Experimental xylose, oligomer (degree of polymerisation 2 to 6) and furfural yield profiles were obtained for bagasse under dilute acid hydrolysis conditions at temperatures ranging from 110°C to 170°C. Population balance kinetics, diffusion and porosity evolution were incorporated into a mathematical model of the acid hydrolysis of sugarcane bagasse. This model was able to produce a good fit to experimental xylose yield data with only three unknown kinetic parameters k a ,k b and k d . However, fitting this same model to an expanded data set of oligomeric and furfural yield profiles did not successfully reproduce the experimental results. It was found that a "hard-to-hydrolyse" parameter, α, was required in the model to ensure reproducibility of the experimental oligomer profiles at 110°C, 125°C and 140°C. The parameters obtained through the fitting exercises at lower temperatures were able to be used to predict the oligomer profiles at 155°C and 170°C with promising results.

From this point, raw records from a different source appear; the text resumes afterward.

//! Tour controller: the `Hidden`/`Showing` state machine.
//!
//! Owns the step list, the current index, and the visibility flag. All
//! mutation of tour state goes through this type; the placement engine and
//! the scene builder only read it. Out-of-range navigation is a no-op, never
//! an error: the host hides the "Next" affordance on the last step, but a
//! stray call must not corrupt state.
//!
//! Measurement lifecycle: becoming visible requests exactly one measurement
//! pass over all targets ([`TourController::show`] returns a
//! [`MeasureRequest`]); `next`/`prev` never re-measure. Each pass carries a
//! monotonic generation token so a slow pass that resolves after a newer one
//! was requested is discarded instead of clobbering fresher layouts.

use spotlight_core::Rect;
use tracing::{debug, trace};

use crate::step::TutorialStep;

/// Why a step change happened.
#[derive(Debug, Clone, Copy, PartialEq, Eq)]
#[cfg_attr(feature = "serde", derive(serde::Serialize, serde::Deserialize))]
pub enum NavReason {
    /// Forward navigation.
    Next,
    /// Backward navigation.
    Prev,
    /// The tour was re-shown and restarted from the first step.
    Restart,
}

/// Emitted on state transitions so the host can drive its own callbacks
/// (`on_prev`, `on_next`, `on_done`) and anything beyond them, analytics
/// included.
#[derive(Debug, Clone, Copy, PartialEq, Eq)]
#[cfg_attr(feature = "serde", derive(serde::Serialize, serde::Deserialize))]
pub enum TourEvent {
    /// The current step changed while visible.
    StepChanged {
        from: usize,
        to: usize,
        reason: NavReason,
    },
    /// The tour was dismissed. The step index is kept, not reset.
    Dismissed { at_step: usize },
}

/// Token identifying one measurement pass.
///
/// Monotonically increasing per controller; results tagged with a superseded
/// token are discarded.
#[derive(Debug, Clone, Copy, PartialEq, Eq, PartialOrd, Ord)]
pub struct MeasureToken(u64);

/// Request for the host: measure all step targets and hand the layouts back
/// through [`TourController::apply_layouts`] with the same token.
#[derive(Debug, Clone, Copy, PartialEq, Eq)]
pub struct MeasureRequest {
    /// Pass identity; echo it back with the results.
    pub token: MeasureToken,
    /// How many layouts the controller expects, one per step in order.
    pub step_count: usize,
}

/// The tour state machine.
///
/// Starts hidden. Single writer: in a multi-threaded host, route all calls
/// through one owner.
pub struct TourController<V> {
    steps: Vec<TutorialStep<V>>,
    current: usize,
    visible: bool,
    shown_before: bool,
    generation: u64,
}

impl<V> TourController<V> {
    /// Create a hidden controller over the host-supplied step list.
    ///
    /// The step list is adopted verbatim and its length never changes; only
    /// each step's layout field is rewritten by measurement passes.
    pub fn new(steps: Vec<TutorialStep<V>>) -> Self {
        Self {
            steps,
            current: 0,
            visible: false,
            shown_before: false,
            generation: 0,
        }
    }

    /// Whether the overlay should be rendered at all.
    pub fn is_visible(&self) -> bool {
        self.visible
    }

    /// Index of the current step.
    pub fn current_step(&self) -> usize {
        self.current
    }

    /// Number of steps in the tour.
    pub fn step_count(&self) -> usize {
        self.steps.len()
    }

    /// The steps, in order.
    pub fn steps(&self) -> &[TutorialStep<V>] {
        &self.steps
    }

    /// The current step, if the list is non-empty.
    pub fn current(&self) -> Option<&TutorialStep<V>> {
        self.steps.get(self.current)
    }

    /// Whether backward navigation is possible. Hosts disable the
    /// "Previous" affordance when this is false.
    pub fn prev_enabled(&self) -> bool {
        self.current > 0
    }

    /// Whether the current step is the last one. Hosts swap "Next" for
    /// "Done" when this is true.
    pub fn is_last_step(&self) -> bool {
        !self.steps.is_empty() && self.current == self.steps.len() - 1
    }

    /// Advance to the next step. No-op when hidden or already at the last
    /// step.
    pub fn next(&mut self) -> Option<TourEvent> {
        if !self.visible || self.current + 1 >= self.steps.len() {
            return None;
        }
        let from = self.current;
        self.current += 1;
        debug!(from, to = self.current, "tour step forward");
        Some(TourEvent::StepChanged {
            from,
            to: self.current,
            reason: NavReason::Next,
        })
    }

    /// Go back one step. No-op when hidden or already at the first step.
    pub fn prev(&mut self) -> Option<TourEvent> {
        if !self.visible || self.current == 0 {
            return None;
        }
        let from = self.current;
        self.current -= 1;
        debug!(from, to = self.current, "tour step back");
        Some(TourEvent::StepChanged {
            from,
            to: self.current,
            reason: NavReason::Prev,
        })
    }

    /// Dismiss the tour. The step index is deliberately kept; a later
    /// [`show`](Self::show) restarts from step 0 anyway.
    pub fn done(&mut self) -> Option<TourEvent> {
        if !self.visible {
            return None;
        }
        self.visible = false;
        debug!(at_step = self.current, "tour dismissed");
        Some(TourEvent::Dismissed {
            at_step: self.current,
        })
    }

    /// Make the tour visible and request a measurement pass.
    ///
    /// Element positions may have changed since the tour last ran (scroll,
    /// rotation, content changes), so every `Hidden -> Showing` transition
    /// re-measures all targets up front; a re-activation also restarts at
    /// step 0. Returns `None` when already visible or when the step list is
    /// empty (an empty tour stays hidden; every operation on it is a no-op).
    pub fn show(&mut self) -> Option<MeasureRequest> {
        if self.visible || self.steps.is_empty() {
            return None;
        }
        if self.shown_before {
            self.current = 0;
        }
        self.shown_before = true;
        self.visible = true;
        self.generation += 1;
        debug!(generation = self.generation, steps = self.steps.len(), "tour shown");
        Some(MeasureRequest {
            token: MeasureToken(self.generation),
            step_count: self.steps.len(),
        })
    }

    /// Store the layouts from a measurement pass, one per step in order.
    ///
    /// Results from a superseded pass are discarded and `false` is returned;
    /// the layouts already in place stay untouched. A short result vector
    /// fills only the steps it covers (the rest keep their previous layout,
    /// typically none).
    pub fn apply_layouts(&mut self, token: MeasureToken, layouts: Vec<Rect>) -> bool {
        if token.0 != self.generation {
            debug!(
                stale = token.0,
                current = self.generation,
                "discarding layouts from superseded measurement pass"
            );
            return false;
        }
        trace!(count = layouts.len(), "applying measured layouts");
        for (step, layout) in self.steps.iter_mut().zip(layouts) {
            step.set_layout(layout);
        }
        true
    }
}

impl<V> Default for TourController<V> {
    /// Hidden, with an empty step list.
    fn default() -> Self {
        Self::new(Vec::new())
    }
}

The interpretation of kinetic parameters obtained by fitting a model to only a single set of data may be ambiguous. Although these parameters may correctly reproduce the data, they may not be indicative of the actual rate parameters, unless some care has been taken to ensure that the model describes the true mechanisms of acid hydrolysis. It is possible to challenge the robustness of the model by expanding the experimental data set and hence limiting the parameter space for the fitting parameters. The novel combination of "hard-to-hydrolyse" and population balance dynamics in the model presented here appears to stand up to such rigorous fitting constraints.
酸水解是一种常用的预处理方法,用于从木质纤维素中去除半纤维素,以生产可用于酶促糖化的可消化底物。在本研究中,提出了一种用于甘蔗渣中半纤维素稀酸水解的新模型,并根据实验得到的低聚物分布进行了校准。还研究了数学模型作为水解产率预测器以及作为研究酸水解机理工具的有效性。
在110°C至170°C的温度范围内,获得了甘蔗渣在稀酸水解条件下的实验木糖、低聚物(聚合度为2至6)和糠醛产率分布。将群体平衡动力学、扩散和孔隙率演变纳入甘蔗渣酸水解的数学模型。该模型仅用三个未知动力学参数ka、kb和kd就能很好地拟合实验木糖产率数据。然而,将同一模型应用于扩展的低聚物和糠醛产率分布数据集时,未能成功再现实验结果。结果发现,模型中需要一个 “难水解” 参数α,以确保在110°C、125°C和140°C下实验低聚物分布的可重复性。通过在较低温度下拟合得到的参数能够用于预测155°C和170°C下的低聚物分布,结果令人满意。
仅根据一组数据拟合模型得到的动力学参数的解释可能不明确。虽然这些参数可能正确地再现了数据,但它们可能并不代表实际的速率参数,除非已谨慎确保模型描述了酸水解的真实机理。通过扩展实验数据集从而限制拟合参数的参数空间,可以检验模型的稳健性。本文提出的模型中 “难水解” 和群体平衡动力学的新颖组合似乎能够经受住这种严格的拟合约束。